About WordCountly
WordCountly is a free set of word and character counting tools built around one idea: checking a limit should be instant, accurate, and private. Everything on this site — the counting, the limit meters, the exports — runs locally in your browser. Your text is never uploaded, logged, or stored on a server.
Who is behind this site?
WordCountly is built and maintained by an independent web developer — a one-person project, not a company. There is no growth team and no plan to add accounts or paywalls — the site exists because checking a character limit should not require signing up for anything. Questions, corrections, and suggestions all land directly with the person who ships the fixes, via the contact page.
How we verify platform limits
Character limits are the core data of this site, and platforms change them without announcements. Every limit we publish goes through the same process:
- Primary sources first. Each limit is checked against the platform's official documentation or help center where one exists.
- Manual testing. Where documentation is vague or missing (display truncation points like Instagram's “… more” cutoff), we test directly in the real apps and mark those values as approximate with a “~”.
- Dated freshness. Every limit table on the site carries a “verified as of” date, so you always know when a number was last confirmed.

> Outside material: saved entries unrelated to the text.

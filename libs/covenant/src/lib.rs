//! # Facet Covenant - State Machine for Token-Carried Application State
//!
//! ## Purpose
//!
//! The ledger has no contract storage and no inter-contract calls, so every
//! piece of application state lives in a commitment carried by an NFT, and
//! every state change is a transaction that consumes tokens and recreates
//! them. This crate decides which of those transactions are legal.
//!
//! ## Integration Points
//!
//! - **Input**: current state-token outputs, caller parameters, caller-supplied time
//! - **Output**: a fully specified [`Transaction`](facet_types::Transaction) or a
//!   typed [`CovenantError`](facet_types::CovenantError)
//! - **Engines**: `facet-codec` for commitments, `facet-amm` for pool math,
//!   `facet-accrual` for yield
//! - **Upstream services**: none; signing, chain queries and broadcasting live
//!   in `facet-chain`
//!
//! ## Architecture Role
//!
//! ```text
//! state inputs ──► InputSet ──► transition ──► TransitionDraft
//!                                                   │
//!                    funding / fee / change ──► finalize ──► guard::check ──► Transaction
//! ```
//!
//! `TransitionValidator::verify` runs the same path backwards over a proposed
//! transaction, so a transaction built by anyone else is held to exactly what
//! `construct` would have produced.
//!
//! ## Concurrency
//!
//! Nothing here locks or caches. A validator evaluated against a stale view
//! simply produces a transaction whose inputs are already spent; the ledger
//! rejects it and the submission layer rebuilds against the new state.

pub mod auth;
pub mod deployment;
pub mod draft;
pub mod guard;
pub mod tokens;
pub mod transitions;
pub mod validator;

pub use auth::{admin_digest, key_hash, sign_admin, verify_admin, AdminAction, AdminAuthorization};
pub use deployment::{Deployment, FacetCategories, Params};
pub use draft::{finalize, Context, ReserveDelta, TransitionDraft, TxContext};
pub use tokens::{classify, Held, InputSet, StateKind, TokenClass};
pub use validator::{Operation, TransitionValidator};
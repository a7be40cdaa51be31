//! # Yield Accrual Properties
//!
//! - repeated claims at non-decreasing times never lower the accrued yield
//! - the claim at expiry equals the full-term yield for the rate
//! - `accrue` is bounded by its clamped window

use facet_accrual::{accrue, AccrualSchedule, RATE_DENOMINATOR};
use facet_codec::YieldToken;
use proptest::prelude::*;

proptest! {
    #[test]
    fn prop_claims_are_monotone(
        rate_bps in 0u32..=100_000,
        term in 1u32..=1_000_000,
        offsets in prop::collection::vec(0u32..2_000_000, 1..16),
    ) {
        let schedule = AccrualSchedule::new(rate_bps, term).unwrap();
        let expiry = 2_000_000u32;
        let mut times = offsets;
        times.sort_unstable();

        let mut token = YieldToken { accrued: 0, expiry };
        for now in times {
            let claimed = schedule.claimable(&token, now).unwrap();
            prop_assert!(claimed >= token.accrued);
            token.accrued = claimed;
        }
        prop_assert!(token.accrued <= schedule.full_term_yield().unwrap());
        prop_assert_eq!(
            schedule.claimable(&token, expiry).unwrap(),
            schedule.full_term_yield().unwrap()
        );
    }

    #[test]
    fn prop_accrue_bounded_by_window(
        previous in 0u64..u64::MAX / 2,
        elapsed in any::<i64>(),
        rate_bps in any::<u32>(),
        since in any::<u32>(),
        expiry in any::<u32>(),
    ) {
        let value = accrue(previous, elapsed, rate_bps, expiry, since).unwrap();
        let window = u128::from(expiry.saturating_sub(since));
        let ceiling = u128::from(previous) + window * u128::from(rate_bps) / u128::from(RATE_DENOMINATOR);
        prop_assert!(value >= previous);
        prop_assert!(u128::from(value) <= ceiling);
    }

    #[test]
    fn prop_accrue_is_deterministic(
        elapsed in 0i64..1_000_000,
        rate_bps in 0u32..10_000,
    ) {
        prop_assert_eq!(
            accrue(5, elapsed, rate_bps, 1_000_000, 0).unwrap(),
            accrue(5, elapsed, rate_bps, 1_000_000, 0).unwrap()
        );
    }
}
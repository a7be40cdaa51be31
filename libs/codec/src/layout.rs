//! Commitment kinds, facet identities and the layout trait

use facet_types::{CovenantError, CovenantResult};

use crate::commitments::{
    FeeCheckpoint, OptionContract, PoolState, Position, PriceFeed, PrincipalToken,
    RegistryEntry, StakeReceipt, YieldToken,
};

/// Deployed facet, identified on-chain by the first byte of its registry commitment
#[repr(u8)]
#[derive(Debug, Clone, Copy, PartialEq, Eq, Hash, PartialOrd, Ord)]
pub enum Facet {
    Staking = 1,
    Principal = 2,
    Yield = 3,
    Pool = 4,
    Options = 5,
    Oracle = 6,
}

impl Facet {
    pub const ALL: [Facet; 6] = [
        Facet::Staking,
        Facet::Principal,
        Facet::Yield,
        Facet::Pool,
        Facet::Options,
        Facet::Oracle,
    ];

    pub const fn id(self) -> u8 {
        self as u8
    }

    pub const fn name(self) -> &'static str {
        match self {
            Facet::Staking => "staking",
            Facet::Principal => "principal",
            Facet::Yield => "yield",
            Facet::Pool => "pool",
            Facet::Options => "options",
            Facet::Oracle => "oracle",
        }
    }

    pub fn from_id(id: u8) -> Option<Self> {
        Self::ALL.into_iter().find(|facet| facet.id() == id)
    }
}

impl std::fmt::Display for Facet {
    fn fmt(&self, f: &mut std::fmt::Formatter<'_>) -> std::fmt::Result {
        f.write_str(self.name())
    }
}

/// Every state-token kind with a fixed commitment layout
#[derive(Debug, Clone, Copy, PartialEq, Eq, Hash)]
pub enum CommitmentKind {
    Registry,
    StakeReceipt,
    Principal,
    Yield,
    Position,
    PoolState,
    FeeCheckpoint,
    Option,
    PriceFeed,
}

impl CommitmentKind {
    /// Fixed byte width of the layout
    pub const fn width(self) -> usize {
        match self {
            CommitmentKind::Registry => 36,
            CommitmentKind::StakeReceipt => 8,
            CommitmentKind::Principal => 12,
            CommitmentKind::Yield => 12,
            CommitmentKind::Position => 16,
            CommitmentKind::PoolState => 40,
            CommitmentKind::FeeCheckpoint => 32,
            CommitmentKind::Option => 41,
            CommitmentKind::PriceFeed => 12,
        }
    }

    pub const fn name(self) -> &'static str {
        match self {
            CommitmentKind::Registry => "registry",
            CommitmentKind::StakeReceipt => "stake-receipt",
            CommitmentKind::Principal => "principal",
            CommitmentKind::Yield => "yield",
            CommitmentKind::Position => "position",
            CommitmentKind::PoolState => "pool-state",
            CommitmentKind::FeeCheckpoint => "fee-checkpoint",
            CommitmentKind::Option => "option",
            CommitmentKind::PriceFeed => "price-feed",
        }
    }

    /// Non-minting kinds a facet's category may hold
    pub const fn state_kinds(facet: Facet) -> &'static [CommitmentKind] {
        match facet {
            Facet::Staking => &[CommitmentKind::StakeReceipt],
            Facet::Principal => &[CommitmentKind::Principal],
            Facet::Yield => &[CommitmentKind::Yield],
            Facet::Pool => &[
                CommitmentKind::PoolState,
                CommitmentKind::Position,
                CommitmentKind::FeeCheckpoint,
            ],
            Facet::Options => &[CommitmentKind::Option],
            Facet::Oracle => &[CommitmentKind::PriceFeed],
        }
    }
}

impl std::fmt::Display for CommitmentKind {
    fn fmt(&self, f: &mut std::fmt::Formatter<'_>) -> std::fmt::Result {
        f.write_str(self.name())
    }
}

/// Fixed-width layout of one commitment kind
pub trait CommitmentLayout: Sized {
    const KIND: CommitmentKind;

    /// Serialize into exactly `KIND.width()` bytes
    fn encode(&self) -> Vec<u8>;

    /// Deserialize, rejecting any other width or invalid flag
    fn decode(bytes: &[u8]) -> CovenantResult<Self>;
}

/// Decoded commitment of any kind
#[derive(Debug, Clone, Copy, PartialEq, Eq)]
pub enum Commitment {
    Registry(RegistryEntry),
    StakeReceipt(StakeReceipt),
    Principal(PrincipalToken),
    Yield(YieldToken),
    Position(Position),
    PoolState(PoolState),
    FeeCheckpoint(FeeCheckpoint),
    Option(OptionContract),
    PriceFeed(PriceFeed),
}

impl Commitment {
    pub fn kind(&self) -> CommitmentKind {
        match self {
            Commitment::Registry(_) => CommitmentKind::Registry,
            Commitment::StakeReceipt(_) => CommitmentKind::StakeReceipt,
            Commitment::Principal(_) => CommitmentKind::Principal,
            Commitment::Yield(_) => CommitmentKind::Yield,
            Commitment::Position(_) => CommitmentKind::Position,
            Commitment::PoolState(_) => CommitmentKind::PoolState,
            Commitment::FeeCheckpoint(_) => CommitmentKind::FeeCheckpoint,
            Commitment::Option(_) => CommitmentKind::Option,
            Commitment::PriceFeed(_) => CommitmentKind::PriceFeed,
        }
    }

    pub fn encode(&self) -> Vec<u8> {
        match self {
            Commitment::Registry(c) => c.encode(),
            Commitment::StakeReceipt(c) => c.encode(),
            Commitment::Principal(c) => c.encode(),
            Commitment::Yield(c) => c.encode(),
            Commitment::Position(c) => c.encode(),
            Commitment::PoolState(c) => c.encode(),
            Commitment::FeeCheckpoint(c) => c.encode(),
            Commitment::Option(c) => c.encode(),
            Commitment::PriceFeed(c) => c.encode(),
        }
    }

    pub fn decode(kind: CommitmentKind, bytes: &[u8]) -> CovenantResult<Self> {
        Ok(match kind {
            CommitmentKind::Registry => Commitment::Registry(RegistryEntry::decode(bytes)?),
            CommitmentKind::StakeReceipt => Commitment::StakeReceipt(StakeReceipt::decode(bytes)?),
            CommitmentKind::Principal => Commitment::Principal(PrincipalToken::decode(bytes)?),
            CommitmentKind::Yield => Commitment::Yield(YieldToken::decode(bytes)?),
            CommitmentKind::Position => Commitment::Position(Position::decode(bytes)?),
            CommitmentKind::PoolState => Commitment::PoolState(PoolState::decode(bytes)?),
            CommitmentKind::FeeCheckpoint => {
                Commitment::FeeCheckpoint(FeeCheckpoint::decode(bytes)?)
            }
            CommitmentKind::Option => Commitment::Option(OptionContract::decode(bytes)?),
            CommitmentKind::PriceFeed => Commitment::PriceFeed(PriceFeed::decode(bytes)?),
        })
    }

    /// Decode a non-minting commitment of `facet`, picking the kind by width
    pub fn decode_state(facet: Facet, bytes: &[u8]) -> CovenantResult<Self> {
        let kinds = CommitmentKind::state_kinds(facet);
        match kinds.iter().find(|kind| kind.width() == bytes.len()) {
            Some(kind) => Self::decode(*kind, bytes),
            None => Err(CovenantError::MalformedCommitment {
                kind: kinds[0].name(),
                reason: format!(
                    "{} bytes matches no {} state layout",
                    bytes.len(),
                    facet
                ),
            }),
        }
    }
}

- Reader reports. If a platform moves a limit before our next review, readers usually spot it first. Reports through the contact page are checked and corrected within days.
How the counting works
Words are counted the same way Microsoft Word and Google Docs count them — any run of characters separated by spaces or line breaks. Characters include everything: letters, spaces, punctuation, and emoji, because that is how the platforms themselves count. Reading time assumes 225 words per minute and speaking time 130, both standard industry estimates.
Privacy, in one paragraph
The text you type stays on your device. Counting happens in your browser's memory; the optional “Recently Measured” history is saved only in your own browser's local storage and never transmitted. The full details are in our privacy policy.